**** Data for the task ****

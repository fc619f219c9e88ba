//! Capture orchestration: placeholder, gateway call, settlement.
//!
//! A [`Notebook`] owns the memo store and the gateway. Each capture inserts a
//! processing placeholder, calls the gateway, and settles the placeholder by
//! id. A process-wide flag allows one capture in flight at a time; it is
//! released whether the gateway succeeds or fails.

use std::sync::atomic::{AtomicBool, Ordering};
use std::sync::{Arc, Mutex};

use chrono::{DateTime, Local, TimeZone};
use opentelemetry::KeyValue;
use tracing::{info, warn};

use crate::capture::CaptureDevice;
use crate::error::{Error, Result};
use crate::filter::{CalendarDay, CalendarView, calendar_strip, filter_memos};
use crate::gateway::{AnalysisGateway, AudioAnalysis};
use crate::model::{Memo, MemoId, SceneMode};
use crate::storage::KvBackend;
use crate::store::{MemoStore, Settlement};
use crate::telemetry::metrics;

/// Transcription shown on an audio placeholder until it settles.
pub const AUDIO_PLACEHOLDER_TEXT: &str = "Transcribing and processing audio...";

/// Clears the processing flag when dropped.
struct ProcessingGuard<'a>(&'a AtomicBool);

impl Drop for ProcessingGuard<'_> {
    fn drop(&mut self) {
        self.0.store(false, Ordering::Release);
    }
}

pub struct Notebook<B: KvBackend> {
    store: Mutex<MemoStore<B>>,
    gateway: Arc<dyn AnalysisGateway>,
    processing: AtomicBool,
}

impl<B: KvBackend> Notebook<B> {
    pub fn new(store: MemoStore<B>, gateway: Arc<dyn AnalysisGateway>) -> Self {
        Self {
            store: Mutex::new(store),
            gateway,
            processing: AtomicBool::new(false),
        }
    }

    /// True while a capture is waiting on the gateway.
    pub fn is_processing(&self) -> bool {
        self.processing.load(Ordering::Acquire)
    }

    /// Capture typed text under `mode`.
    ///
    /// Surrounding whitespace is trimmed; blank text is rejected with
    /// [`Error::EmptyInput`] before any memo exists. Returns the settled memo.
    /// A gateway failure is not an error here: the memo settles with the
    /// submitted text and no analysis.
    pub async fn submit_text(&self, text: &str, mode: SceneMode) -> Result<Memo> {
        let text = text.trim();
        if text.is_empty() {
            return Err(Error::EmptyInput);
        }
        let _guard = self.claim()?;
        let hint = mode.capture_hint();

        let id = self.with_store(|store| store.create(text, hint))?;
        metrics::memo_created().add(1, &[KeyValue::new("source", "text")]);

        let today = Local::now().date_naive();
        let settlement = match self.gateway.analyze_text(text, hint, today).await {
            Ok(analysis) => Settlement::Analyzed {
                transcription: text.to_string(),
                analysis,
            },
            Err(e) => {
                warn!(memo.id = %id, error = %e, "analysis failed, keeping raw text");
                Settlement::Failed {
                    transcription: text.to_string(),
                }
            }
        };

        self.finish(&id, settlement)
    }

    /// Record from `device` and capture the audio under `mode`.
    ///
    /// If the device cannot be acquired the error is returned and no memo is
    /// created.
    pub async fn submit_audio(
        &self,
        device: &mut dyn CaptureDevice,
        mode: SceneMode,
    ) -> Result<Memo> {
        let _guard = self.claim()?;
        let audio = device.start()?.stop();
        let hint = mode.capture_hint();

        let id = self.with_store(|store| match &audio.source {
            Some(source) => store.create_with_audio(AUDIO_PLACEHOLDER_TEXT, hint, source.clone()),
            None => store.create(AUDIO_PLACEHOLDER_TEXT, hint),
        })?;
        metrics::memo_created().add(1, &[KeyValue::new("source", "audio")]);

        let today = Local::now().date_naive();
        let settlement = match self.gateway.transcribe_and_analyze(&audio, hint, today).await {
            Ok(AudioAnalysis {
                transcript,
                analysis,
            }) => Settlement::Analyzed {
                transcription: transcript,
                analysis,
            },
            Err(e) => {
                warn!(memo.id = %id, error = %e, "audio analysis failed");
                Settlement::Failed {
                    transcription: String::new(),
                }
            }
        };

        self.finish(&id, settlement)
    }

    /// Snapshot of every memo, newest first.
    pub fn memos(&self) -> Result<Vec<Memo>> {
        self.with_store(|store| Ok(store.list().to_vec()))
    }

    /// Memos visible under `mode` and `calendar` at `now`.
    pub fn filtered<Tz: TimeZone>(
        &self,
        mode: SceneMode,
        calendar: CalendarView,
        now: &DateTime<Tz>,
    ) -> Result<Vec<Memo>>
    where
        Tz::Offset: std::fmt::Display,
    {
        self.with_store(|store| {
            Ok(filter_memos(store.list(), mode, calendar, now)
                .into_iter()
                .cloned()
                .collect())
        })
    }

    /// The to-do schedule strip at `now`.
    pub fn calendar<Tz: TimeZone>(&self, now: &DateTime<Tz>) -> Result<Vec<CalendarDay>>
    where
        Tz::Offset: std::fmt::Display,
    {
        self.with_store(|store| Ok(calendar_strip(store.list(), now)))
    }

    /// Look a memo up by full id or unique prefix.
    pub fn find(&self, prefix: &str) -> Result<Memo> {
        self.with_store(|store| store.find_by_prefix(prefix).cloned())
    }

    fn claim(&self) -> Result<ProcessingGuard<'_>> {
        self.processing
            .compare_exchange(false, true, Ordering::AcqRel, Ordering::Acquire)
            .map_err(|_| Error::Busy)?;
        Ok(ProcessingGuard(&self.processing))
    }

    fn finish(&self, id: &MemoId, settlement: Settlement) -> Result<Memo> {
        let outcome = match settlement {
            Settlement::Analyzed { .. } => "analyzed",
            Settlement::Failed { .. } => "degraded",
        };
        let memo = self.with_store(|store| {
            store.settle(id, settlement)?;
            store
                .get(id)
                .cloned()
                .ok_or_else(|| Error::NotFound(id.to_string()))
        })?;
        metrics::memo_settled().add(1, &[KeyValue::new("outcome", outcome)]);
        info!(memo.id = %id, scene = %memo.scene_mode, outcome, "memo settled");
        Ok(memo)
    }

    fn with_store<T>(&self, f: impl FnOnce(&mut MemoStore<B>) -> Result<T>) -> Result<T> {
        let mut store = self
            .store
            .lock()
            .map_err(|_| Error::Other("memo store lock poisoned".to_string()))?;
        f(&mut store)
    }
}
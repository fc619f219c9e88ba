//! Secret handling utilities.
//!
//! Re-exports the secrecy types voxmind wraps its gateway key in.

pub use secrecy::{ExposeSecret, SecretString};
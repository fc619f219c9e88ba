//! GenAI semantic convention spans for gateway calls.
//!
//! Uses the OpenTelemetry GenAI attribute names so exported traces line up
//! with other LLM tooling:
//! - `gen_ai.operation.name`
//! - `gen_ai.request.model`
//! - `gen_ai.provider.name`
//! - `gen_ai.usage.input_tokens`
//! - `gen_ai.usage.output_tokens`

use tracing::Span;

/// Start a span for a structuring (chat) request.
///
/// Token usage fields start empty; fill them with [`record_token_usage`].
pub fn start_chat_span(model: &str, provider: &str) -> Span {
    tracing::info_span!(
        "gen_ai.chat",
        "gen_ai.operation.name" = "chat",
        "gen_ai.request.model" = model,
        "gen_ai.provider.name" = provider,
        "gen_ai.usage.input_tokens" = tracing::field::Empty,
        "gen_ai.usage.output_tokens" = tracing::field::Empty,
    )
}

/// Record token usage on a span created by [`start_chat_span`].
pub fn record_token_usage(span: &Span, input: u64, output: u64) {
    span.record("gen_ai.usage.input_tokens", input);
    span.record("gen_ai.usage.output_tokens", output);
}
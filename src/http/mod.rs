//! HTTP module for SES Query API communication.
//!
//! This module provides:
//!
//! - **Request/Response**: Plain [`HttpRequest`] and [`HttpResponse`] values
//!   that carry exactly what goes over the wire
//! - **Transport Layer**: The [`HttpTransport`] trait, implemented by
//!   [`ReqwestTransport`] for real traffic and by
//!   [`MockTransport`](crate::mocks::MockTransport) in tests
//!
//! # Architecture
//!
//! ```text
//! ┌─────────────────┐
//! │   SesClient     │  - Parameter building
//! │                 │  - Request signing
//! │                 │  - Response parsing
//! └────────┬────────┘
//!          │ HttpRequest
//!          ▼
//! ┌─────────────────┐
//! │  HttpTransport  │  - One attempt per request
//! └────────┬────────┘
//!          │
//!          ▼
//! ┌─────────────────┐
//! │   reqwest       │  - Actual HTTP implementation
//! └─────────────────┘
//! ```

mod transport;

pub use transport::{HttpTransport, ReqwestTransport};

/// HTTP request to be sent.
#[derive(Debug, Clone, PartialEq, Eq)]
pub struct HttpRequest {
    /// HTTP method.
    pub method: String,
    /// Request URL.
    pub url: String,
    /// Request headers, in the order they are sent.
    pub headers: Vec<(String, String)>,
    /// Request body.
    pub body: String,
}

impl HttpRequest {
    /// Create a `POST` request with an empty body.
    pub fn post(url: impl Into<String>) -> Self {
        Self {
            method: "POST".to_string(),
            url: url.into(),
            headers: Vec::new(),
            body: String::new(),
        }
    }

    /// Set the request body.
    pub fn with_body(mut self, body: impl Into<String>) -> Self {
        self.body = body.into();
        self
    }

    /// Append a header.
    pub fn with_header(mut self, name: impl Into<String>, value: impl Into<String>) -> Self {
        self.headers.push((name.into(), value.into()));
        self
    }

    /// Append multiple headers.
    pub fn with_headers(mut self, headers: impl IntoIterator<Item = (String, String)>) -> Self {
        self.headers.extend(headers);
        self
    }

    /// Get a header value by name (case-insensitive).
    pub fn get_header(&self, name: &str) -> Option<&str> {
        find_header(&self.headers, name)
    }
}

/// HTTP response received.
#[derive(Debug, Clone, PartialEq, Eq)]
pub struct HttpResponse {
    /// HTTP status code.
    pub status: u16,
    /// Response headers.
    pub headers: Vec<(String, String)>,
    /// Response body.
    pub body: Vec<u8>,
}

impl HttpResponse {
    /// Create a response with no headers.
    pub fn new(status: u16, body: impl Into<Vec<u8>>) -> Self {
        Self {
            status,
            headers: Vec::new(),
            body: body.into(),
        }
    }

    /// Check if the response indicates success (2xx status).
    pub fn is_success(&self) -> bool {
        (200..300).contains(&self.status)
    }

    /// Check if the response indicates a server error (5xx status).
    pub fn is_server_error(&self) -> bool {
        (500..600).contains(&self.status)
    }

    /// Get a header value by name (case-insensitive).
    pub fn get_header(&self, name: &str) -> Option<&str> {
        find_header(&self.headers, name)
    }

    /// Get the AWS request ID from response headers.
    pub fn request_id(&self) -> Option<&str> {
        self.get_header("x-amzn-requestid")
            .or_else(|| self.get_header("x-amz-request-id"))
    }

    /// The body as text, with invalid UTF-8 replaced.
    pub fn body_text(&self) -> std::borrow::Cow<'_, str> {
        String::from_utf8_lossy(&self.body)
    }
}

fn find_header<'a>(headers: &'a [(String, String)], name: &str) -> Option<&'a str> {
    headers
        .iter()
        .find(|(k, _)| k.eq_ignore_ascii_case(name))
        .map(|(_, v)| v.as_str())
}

****

Task: Return all lines in the data that include the word "DateTime".

Your solution:
use chrono::{DateTime, Local, TimeZone};
        now: &DateTime<Tz>,
    pub fn calendar<Tz: TimeZone>(&self, now: &DateTime<Tz>) -> Result<Vec<CalendarDay>>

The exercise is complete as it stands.